**Task to complete**:
The entries that follow include a run beginning at the line with "let mut lines: Vec<String> = table" and ending at the line with "use async_trait::async_trait;"; restate that run word for word and leave the rest out.

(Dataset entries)
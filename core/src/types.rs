//! Table layout type definitions.
//!
//! These types describe tables as data (columns, primary key, secondary
//! indexes) so that storage backends can render them into DDL. They are
//! serializable with [`serde`] so a layout can be printed or shipped as JSON.

use serde::{Deserialize, Serialize};

/// Storage type of a column.
///
/// # Examples
///
/// ```
/// use citydb_core::ColumnType;
///
/// assert_eq!(ColumnType::default(), ColumnType::Text);
/// assert_ne!(ColumnType::FixedText(2), ColumnType::FixedText(3));
/// ```
#[derive(Debug, Clone, Copy, PartialEq, Eq, Serialize, Deserialize, Default)]
pub enum ColumnType {
    /// Variable-length string (the default).
    #[default]
    Text,
    /// 64-bit signed integer.
    Integer,
    /// String of exactly `n` characters (e.g. a two-letter ISO code).
    FixedText(u32),
}

/// A single column of a table.
#[derive(Debug, Clone, PartialEq, Eq, Serialize, Deserialize)]
pub struct ColumnDefinition {
    /// Column name.
    pub name: String,
    /// Storage type.
    pub column_type: ColumnType,
    /// Whether `NULL` is accepted. Primary-key columns are always rendered
    /// `NOT NULL` regardless of this flag.
    #[serde(default = "default_nullable")]
    pub nullable: bool,
}

fn default_nullable() -> bool {
    true
}

impl ColumnDefinition {
    /// Creates a nullable column.
    pub fn new(name: impl Into<String>, column_type: ColumnType) -> Self {
        Self {
            name: name.into(),
            column_type,
            nullable: true,
        }
    }

    /// Shorthand for a nullable [`ColumnType::Text`] column.
    pub fn text(name: impl Into<String>) -> Self {
        Self::new(name, ColumnType::Text)
    }

    /// Shorthand for a nullable [`ColumnType::Integer`] column.
    pub fn integer(name: impl Into<String>) -> Self {
        Self::new(name, ColumnType::Integer)
    }

    /// Shorthand for a nullable [`ColumnType::FixedText`] column.
    pub fn fixed_text(name: impl Into<String>, length: u32) -> Self {
        Self::new(name, ColumnType::FixedText(length))
    }

    /// Marks the column `NOT NULL`.
    pub fn not_null(mut self) -> Self {
        self.nullable = false;
        self
    }
}

/// A secondary index over one or more columns of a table.
#[derive(Debug, Clone, PartialEq, Eq, Serialize, Deserialize)]
pub struct IndexDefinition {
    /// Index name, unique within the database.
    pub name: String,
    /// Indexed columns, in key order.
    pub columns: Vec<String>,
    /// Whether the index enforces uniqueness.
    #[serde(default)]
    pub unique: bool,
}

impl IndexDefinition {
    /// Creates a non-unique index named `idx_{table}_{columns joined by _}`.
    ///
    /// # Examples
    ///
    /// ```
    /// use citydb_core::IndexDefinition;
    ///
    /// let index = IndexDefinition::for_columns("cities", &["population"]);
    /// assert_eq!(index.name, "idx_cities_population");
    /// assert!(!index.unique);
    /// ```
    pub fn for_columns(table: &str, columns: &[&str]) -> Self {
        Self {
            name: format!("idx_{table}_{}", columns.join("_")),
            columns: columns.iter().map(|c| c.to_string()).collect(),
            unique: false,
        }
    }
}

/// Definition of a single table: its columns, primary key and indexes.
///
/// Built with chained builder methods, mirroring how a query builder
/// describes a table before it is created.
///
/// # Examples
///
/// ```
/// use citydb_core::{ColumnDefinition, TableDefinition};
///
/// let table = TableDefinition::new("countries")
///     .with_column(ColumnDefinition::text("id"))
///     .with_column(ColumnDefinition::fixed_text("iso", 2))
///     .with_primary_key(&["id"])
///     .with_index(&["iso"]);
///
/// assert_eq!(table.primary_key, vec!["id".to_string()]);
/// assert_eq!(table.indexes[0].name, "idx_countries_iso");
/// assert!(table.find_column("iso").is_some());
/// ```
#[derive(Debug, Clone, PartialEq, Eq, Serialize, Deserialize)]
pub struct TableDefinition {
    /// Table name.
    pub name: String,
    /// Columns in declaration order.
    pub columns: Vec<ColumnDefinition>,
    /// Primary key columns, in key order. May span several columns.
    pub primary_key: Vec<String>,
    /// Secondary indexes.
    #[serde(default)]
    pub indexes: Vec<IndexDefinition>,
}

impl TableDefinition {
    /// Creates an empty table definition.
    pub fn new(name: impl Into<String>) -> Self {
        Self {
            name: name.into(),
            columns: Vec::new(),
            primary_key: Vec::new(),
            indexes: Vec::new(),
        }
    }

    /// Appends a column.
    pub fn with_column(mut self, column: ColumnDefinition) -> Self {
        self.columns.push(column);
        self
    }

    /// Sets the primary key columns.
    pub fn with_primary_key(mut self, columns: &[&str]) -> Self {
        self.primary_key = columns.iter().map(|c| c.to_string()).collect();
        self
    }

    /// Adds a non-unique secondary index over `columns`.
    pub fn with_index(mut self, columns: &[&str]) -> Self {
        let index = IndexDefinition::for_columns(&self.name, columns);
        self.indexes.push(index);
        self
    }

    /// Finds a column by name.
    pub fn find_column(&self, name: &str) -> Option<&ColumnDefinition> {
        self.columns.iter().find(|c| c.name == name)
    }

    /// Returns `true` if `column` is part of the primary key.
    pub fn is_primary_key_column(&self, column: &str) -> bool {
        self.primary_key.iter().any(|c| c == column)
    }
}
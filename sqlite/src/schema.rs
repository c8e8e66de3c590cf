//! DDL generation from table layouts.
//!
//! Renders [`TableDefinition`]s into `CREATE TABLE` and `CREATE INDEX`
//! statements. Statements are emitted table by table in layout order: each
//! table is followed by its own indexes.
//!
//! No statement uses `IF NOT EXISTS`; they only run against a freshly
//! created file.

use citydb_core::{ColumnDefinition, ColumnType, TableDefinition, validate_tables};

use crate::error::{Result, SqliteError};

/// Renders the statements creating every table and index of the layout.
///
/// # Errors
///
/// Returns [`SqliteError::InvalidLayout`] if the layout fails validation.
pub fn schema_statements(tables: &[TableDefinition]) -> Result<Vec<String>> {
    let errors = validate_tables(tables);
    if !errors.is_empty() {
        return Err(SqliteError::InvalidLayout(errors));
    }

    let mut statements = Vec::new();
    for table in tables {
        statements.push(create_table_sql(table));
        statements.extend(create_index_sql(table));
    }
    Ok(statements)
}

/// Renders the complete layout as a single SQL script.
///
/// # Errors
///
/// Returns [`SqliteError::InvalidLayout`] if the layout fails validation.
pub fn generate_schema_sql(tables: &[TableDefinition]) -> Result<String> {
    let statements = schema_statements(tables)?;
    Ok(statements
        .iter()
        .map(|s| format!("{s};\n"))
        .collect::<Vec<_>>()
        .join("\n"))
}

fn create_table_sql(table: &TableDefinition) -> String {
    let mut lines: Vec<String> = table
        .columns
        .iter()
        .map(|column| column_sql(table, column))
        .collect();
    lines.push(format!("PRIMARY KEY ({})", table.primary_key.join(", ")));

    format!("CREATE TABLE {} (\n    {}\n)", table.name, lines.join(",\n    "))
}

fn column_sql(table: &TableDefinition, column: &ColumnDefinition) -> String {
    let mut sql = match column.column_type {
        ColumnType::Text => format!("{} TEXT", column.name),
        ColumnType::Integer => format!("{} INTEGER", column.name),
        ColumnType::FixedText(length) => format!(
            "{name} TEXT CHECK (length({name}) = {length})",
            name = column.name
        ),
    };
    if !column.nullable || table.is_primary_key_column(&column.name) {
        sql.push_str(" NOT NULL");
    }
    sql
}

fn create_index_sql(table: &TableDefinition) -> impl Iterator<Item = String> + '_ {
    table.indexes.iter().map(move |index| {
        format!(
            "CREATE {}INDEX {} ON {}({})",
            if index.unique { "UNIQUE " } else { "" },
            index.name,
            table.name,
            index.columns.join(", ")
        )
    })
}
//! Seams between the engine and the remote API, so the loader and the
//! detail cache can be driven by scripted sources in tests.

use async_trait::async_trait;

use rotomdex_api::{ApiClient, ApiError, CatalogPage};
use rotomdex_core::{EntityRecord, MoveRecord};

/// Supplies catalog pages to the loader.
#[async_trait]
pub trait CatalogSource: Send + Sync {
    async fn first_page(&self) -> Result<CatalogPage, ApiError>;
    async fn page_at(&self, url: &str) -> Result<CatalogPage, ApiError>;
}

/// Supplies detail payloads to the cache.
#[async_trait]
pub trait DetailSource: Send + Sync {
    async fn entity(&self, id: u32) -> Result<EntityRecord, ApiError>;
    async fn move_record(&self, url: &str) -> Result<MoveRecord, ApiError>;
    async fn encounters(&self, id: u32) -> Result<Vec<String>, ApiError>;
    async fn evolution_names(&self, species_url: &str) -> Result<Vec<String>, ApiError>;
}

#[async_trait]
impl CatalogSource for ApiClient {
    async fn first_page(&self) -> Result<CatalogPage, ApiError> {
        self.fetch_page(&self.first_page_url()).await
    }

    async fn page_at(&self, url: &str) -> Result<CatalogPage, ApiError> {
        self.fetch_page(url).await
    }
}

#[async_trait]
impl DetailSource for ApiClient {
    async fn entity(&self, id: u32) -> Result<EntityRecord, ApiError> {
        self.fetch_entity(id).await
    }

    async fn move_record(&self, url: &str) -> Result<MoveRecord, ApiError> {
        self.fetch_move(url).await
    }

    async fn encounters(&self, id: u32) -> Result<Vec<String>, ApiError> {
        self.fetch_encounters(id).await
    }

    async fn evolution_names(&self, species_url: &str) -> Result<Vec<String>, ApiError> {
        self.fetch_evolution_names(species_url).await
    }
}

**Result of the exercise**:
    let mut lines: Vec<String> = table
        .columns
        .iter()
        .map(|column| column_sql(table, column))
        .collect();
    lines.push(format!("PRIMARY KEY ({})", table.primary_key.join(", ")));

    format!("CREATE TABLE {} (\n    {}\n)", table.name, lines.join(",\n    "))
}

fn column_sql(table: &TableDefinition, column: &ColumnDefinition) -> String {
    let mut sql = match column.column_type {
        ColumnType::Text => format!("{} TEXT", column.name),
        ColumnType::Integer => format!("{} INTEGER", column.name),
        ColumnType::FixedText(length) => format!(
            "{name} TEXT CHECK (length({name}) = {length})",
            name = column.name
        ),
    };
    if !column.nullable || table.is_primary_key_column(&column.name) {
        sql.push_str(" NOT NULL");
    }
    sql
}

fn create_index_sql(table: &TableDefinition) -> impl Iterator<Item = String> + '_ {
    table.indexes.iter().map(move |index| {
        format!(
            "CREATE {}INDEX {} ON {}({})",
            if index.unique { "UNIQUE " } else { "" },
            index.name,
            table.name,
            index.columns.join(", ")
        )
    })
}
//! Seams between the engine and the remote API, so the loader and the
//! detail cache can be driven by scripted sources in tests.

use async_trait::async_trait;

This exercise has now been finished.